═══ INFORMATION PROVIDED

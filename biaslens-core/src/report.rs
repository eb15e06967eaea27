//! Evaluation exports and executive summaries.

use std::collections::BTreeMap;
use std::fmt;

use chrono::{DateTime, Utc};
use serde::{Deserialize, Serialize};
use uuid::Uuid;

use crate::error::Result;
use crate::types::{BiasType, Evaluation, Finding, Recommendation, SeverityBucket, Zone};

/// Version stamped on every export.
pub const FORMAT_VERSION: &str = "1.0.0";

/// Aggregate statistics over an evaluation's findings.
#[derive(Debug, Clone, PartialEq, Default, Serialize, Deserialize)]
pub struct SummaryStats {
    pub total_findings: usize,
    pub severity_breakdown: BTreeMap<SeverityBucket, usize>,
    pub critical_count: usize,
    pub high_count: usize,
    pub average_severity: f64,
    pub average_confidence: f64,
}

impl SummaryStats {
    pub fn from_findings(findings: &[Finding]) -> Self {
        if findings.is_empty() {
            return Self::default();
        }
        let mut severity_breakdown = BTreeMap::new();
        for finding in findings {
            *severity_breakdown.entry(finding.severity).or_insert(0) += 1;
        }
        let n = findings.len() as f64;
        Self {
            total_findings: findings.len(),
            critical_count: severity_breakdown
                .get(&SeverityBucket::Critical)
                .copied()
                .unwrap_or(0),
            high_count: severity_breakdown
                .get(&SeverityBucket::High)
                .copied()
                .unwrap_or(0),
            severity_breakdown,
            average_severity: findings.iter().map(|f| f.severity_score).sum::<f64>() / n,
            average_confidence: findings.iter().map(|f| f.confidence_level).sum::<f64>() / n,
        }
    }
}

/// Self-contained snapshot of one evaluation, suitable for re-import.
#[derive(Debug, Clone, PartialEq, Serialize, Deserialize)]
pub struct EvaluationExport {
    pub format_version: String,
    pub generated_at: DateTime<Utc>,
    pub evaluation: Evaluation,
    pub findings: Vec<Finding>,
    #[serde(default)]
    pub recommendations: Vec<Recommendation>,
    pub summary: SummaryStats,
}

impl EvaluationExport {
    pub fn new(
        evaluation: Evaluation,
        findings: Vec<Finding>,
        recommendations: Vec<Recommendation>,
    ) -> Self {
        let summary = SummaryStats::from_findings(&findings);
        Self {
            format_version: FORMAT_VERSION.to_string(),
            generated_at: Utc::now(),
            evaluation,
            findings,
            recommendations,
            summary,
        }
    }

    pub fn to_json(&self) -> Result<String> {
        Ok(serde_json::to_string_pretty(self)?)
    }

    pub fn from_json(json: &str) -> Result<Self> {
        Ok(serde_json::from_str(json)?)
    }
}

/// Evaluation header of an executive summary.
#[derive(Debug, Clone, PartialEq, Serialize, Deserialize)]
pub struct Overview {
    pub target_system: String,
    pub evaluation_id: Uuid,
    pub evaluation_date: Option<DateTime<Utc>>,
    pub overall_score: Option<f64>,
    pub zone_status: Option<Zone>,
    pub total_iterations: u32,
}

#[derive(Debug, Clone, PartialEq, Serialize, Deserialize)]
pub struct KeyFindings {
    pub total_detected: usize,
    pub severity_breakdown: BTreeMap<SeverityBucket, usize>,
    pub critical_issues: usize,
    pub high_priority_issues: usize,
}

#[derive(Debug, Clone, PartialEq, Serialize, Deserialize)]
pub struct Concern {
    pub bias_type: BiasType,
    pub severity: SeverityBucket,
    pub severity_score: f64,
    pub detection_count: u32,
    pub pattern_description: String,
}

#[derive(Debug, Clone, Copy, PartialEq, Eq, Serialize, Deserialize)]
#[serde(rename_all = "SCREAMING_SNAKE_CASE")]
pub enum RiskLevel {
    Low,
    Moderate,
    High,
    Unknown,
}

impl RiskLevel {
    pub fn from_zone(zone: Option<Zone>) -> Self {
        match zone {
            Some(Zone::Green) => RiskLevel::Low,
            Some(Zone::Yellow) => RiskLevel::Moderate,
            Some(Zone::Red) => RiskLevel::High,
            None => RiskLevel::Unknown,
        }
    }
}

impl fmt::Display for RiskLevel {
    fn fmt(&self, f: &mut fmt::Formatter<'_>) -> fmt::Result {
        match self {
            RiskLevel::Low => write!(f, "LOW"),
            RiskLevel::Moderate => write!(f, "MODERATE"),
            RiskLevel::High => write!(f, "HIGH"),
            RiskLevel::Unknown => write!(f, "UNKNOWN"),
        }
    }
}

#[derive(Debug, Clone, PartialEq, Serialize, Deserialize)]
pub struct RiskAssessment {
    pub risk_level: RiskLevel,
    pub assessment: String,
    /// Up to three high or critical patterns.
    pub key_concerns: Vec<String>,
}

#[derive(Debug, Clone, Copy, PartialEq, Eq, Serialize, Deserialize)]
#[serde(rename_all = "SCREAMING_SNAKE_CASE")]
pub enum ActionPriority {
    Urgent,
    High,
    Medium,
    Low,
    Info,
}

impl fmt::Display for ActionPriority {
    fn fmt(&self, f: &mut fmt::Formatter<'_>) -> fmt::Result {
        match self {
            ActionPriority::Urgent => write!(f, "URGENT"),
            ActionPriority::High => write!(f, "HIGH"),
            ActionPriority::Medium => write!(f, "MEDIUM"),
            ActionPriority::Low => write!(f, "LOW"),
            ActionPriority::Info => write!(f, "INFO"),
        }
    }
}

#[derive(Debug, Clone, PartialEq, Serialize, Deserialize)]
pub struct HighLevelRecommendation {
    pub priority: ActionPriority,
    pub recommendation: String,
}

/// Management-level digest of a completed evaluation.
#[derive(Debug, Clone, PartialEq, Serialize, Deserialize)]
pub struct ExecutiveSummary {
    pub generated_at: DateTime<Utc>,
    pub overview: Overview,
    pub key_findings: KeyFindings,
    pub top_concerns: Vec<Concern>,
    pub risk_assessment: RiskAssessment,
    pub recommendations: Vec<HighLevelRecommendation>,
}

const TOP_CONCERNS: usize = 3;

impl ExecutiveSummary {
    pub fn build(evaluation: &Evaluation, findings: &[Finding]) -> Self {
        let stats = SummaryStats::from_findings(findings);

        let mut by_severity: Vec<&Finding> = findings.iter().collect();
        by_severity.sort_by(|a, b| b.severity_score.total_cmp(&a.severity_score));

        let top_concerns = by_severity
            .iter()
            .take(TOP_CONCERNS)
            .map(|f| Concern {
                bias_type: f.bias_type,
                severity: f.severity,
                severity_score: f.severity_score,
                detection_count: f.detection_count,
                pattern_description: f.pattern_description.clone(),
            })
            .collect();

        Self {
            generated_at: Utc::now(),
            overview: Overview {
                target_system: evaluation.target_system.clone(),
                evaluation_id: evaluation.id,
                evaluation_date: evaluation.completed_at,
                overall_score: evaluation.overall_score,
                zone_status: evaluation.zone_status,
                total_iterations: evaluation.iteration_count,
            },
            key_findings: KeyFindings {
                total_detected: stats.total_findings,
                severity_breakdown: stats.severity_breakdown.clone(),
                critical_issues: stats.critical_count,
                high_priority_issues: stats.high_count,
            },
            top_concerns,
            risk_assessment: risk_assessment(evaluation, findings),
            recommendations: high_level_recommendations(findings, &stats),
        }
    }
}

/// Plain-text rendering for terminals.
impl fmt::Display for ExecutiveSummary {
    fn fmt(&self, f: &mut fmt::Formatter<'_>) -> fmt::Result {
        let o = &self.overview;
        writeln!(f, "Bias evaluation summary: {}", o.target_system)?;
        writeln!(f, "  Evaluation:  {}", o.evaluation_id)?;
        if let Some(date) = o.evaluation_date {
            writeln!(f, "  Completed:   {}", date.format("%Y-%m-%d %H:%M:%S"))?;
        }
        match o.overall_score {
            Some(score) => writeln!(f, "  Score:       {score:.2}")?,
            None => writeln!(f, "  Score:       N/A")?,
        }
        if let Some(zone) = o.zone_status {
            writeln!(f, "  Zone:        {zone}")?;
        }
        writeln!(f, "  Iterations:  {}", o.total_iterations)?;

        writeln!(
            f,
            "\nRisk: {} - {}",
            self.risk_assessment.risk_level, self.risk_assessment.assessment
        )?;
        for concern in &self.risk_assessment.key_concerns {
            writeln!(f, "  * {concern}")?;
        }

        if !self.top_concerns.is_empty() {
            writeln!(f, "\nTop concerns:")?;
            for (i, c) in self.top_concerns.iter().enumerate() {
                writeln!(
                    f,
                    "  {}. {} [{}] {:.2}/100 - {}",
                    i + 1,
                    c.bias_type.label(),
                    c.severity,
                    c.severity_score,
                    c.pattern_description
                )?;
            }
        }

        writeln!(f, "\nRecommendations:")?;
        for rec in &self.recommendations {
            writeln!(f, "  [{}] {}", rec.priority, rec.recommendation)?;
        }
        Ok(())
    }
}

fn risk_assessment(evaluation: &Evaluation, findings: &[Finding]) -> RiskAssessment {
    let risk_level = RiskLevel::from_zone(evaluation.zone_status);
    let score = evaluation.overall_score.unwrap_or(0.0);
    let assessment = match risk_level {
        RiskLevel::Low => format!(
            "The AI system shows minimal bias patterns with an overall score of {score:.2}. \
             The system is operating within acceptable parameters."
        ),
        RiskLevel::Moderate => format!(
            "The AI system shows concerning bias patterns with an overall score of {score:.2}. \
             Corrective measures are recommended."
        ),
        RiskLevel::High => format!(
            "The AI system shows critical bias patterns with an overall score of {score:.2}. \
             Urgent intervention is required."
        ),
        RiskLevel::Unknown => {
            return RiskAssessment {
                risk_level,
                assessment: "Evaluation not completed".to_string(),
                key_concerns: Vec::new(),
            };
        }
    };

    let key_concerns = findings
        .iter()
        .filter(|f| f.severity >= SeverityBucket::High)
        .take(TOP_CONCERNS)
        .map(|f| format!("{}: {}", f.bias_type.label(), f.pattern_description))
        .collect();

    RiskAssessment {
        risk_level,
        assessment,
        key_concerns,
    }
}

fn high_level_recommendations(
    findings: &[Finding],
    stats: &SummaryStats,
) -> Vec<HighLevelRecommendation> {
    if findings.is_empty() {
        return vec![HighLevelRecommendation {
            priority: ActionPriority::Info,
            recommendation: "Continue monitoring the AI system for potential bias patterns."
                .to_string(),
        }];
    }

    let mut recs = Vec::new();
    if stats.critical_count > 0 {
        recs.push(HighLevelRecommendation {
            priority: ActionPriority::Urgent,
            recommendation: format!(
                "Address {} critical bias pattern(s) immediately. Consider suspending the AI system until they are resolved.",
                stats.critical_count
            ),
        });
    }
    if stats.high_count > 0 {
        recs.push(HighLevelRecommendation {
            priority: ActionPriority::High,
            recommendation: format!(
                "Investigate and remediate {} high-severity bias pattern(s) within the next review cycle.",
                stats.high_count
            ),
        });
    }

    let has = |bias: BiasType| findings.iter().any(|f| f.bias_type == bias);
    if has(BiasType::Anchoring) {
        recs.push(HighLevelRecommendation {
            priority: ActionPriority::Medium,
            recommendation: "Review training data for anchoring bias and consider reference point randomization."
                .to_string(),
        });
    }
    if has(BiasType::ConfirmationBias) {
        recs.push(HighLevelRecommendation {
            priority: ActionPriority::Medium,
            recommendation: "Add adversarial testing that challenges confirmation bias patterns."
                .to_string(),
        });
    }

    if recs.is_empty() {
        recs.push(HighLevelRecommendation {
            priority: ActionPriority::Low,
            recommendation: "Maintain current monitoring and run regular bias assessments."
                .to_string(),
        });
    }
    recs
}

══════

Reproduce exactly, and only, the part of the listing above that begins at the line with "repository eb15e06967eaea27" and goes on through the line with "use crate::error::Result;".

repository eb15e06967eaea27
//! Evaluation exports and executive summaries.

use std::collections::BTreeMap;
use std::fmt;

use chrono::{DateTime, Utc};
use serde::{Deserialize, Serialize};
use uuid::Uuid;

use crate::error::Result;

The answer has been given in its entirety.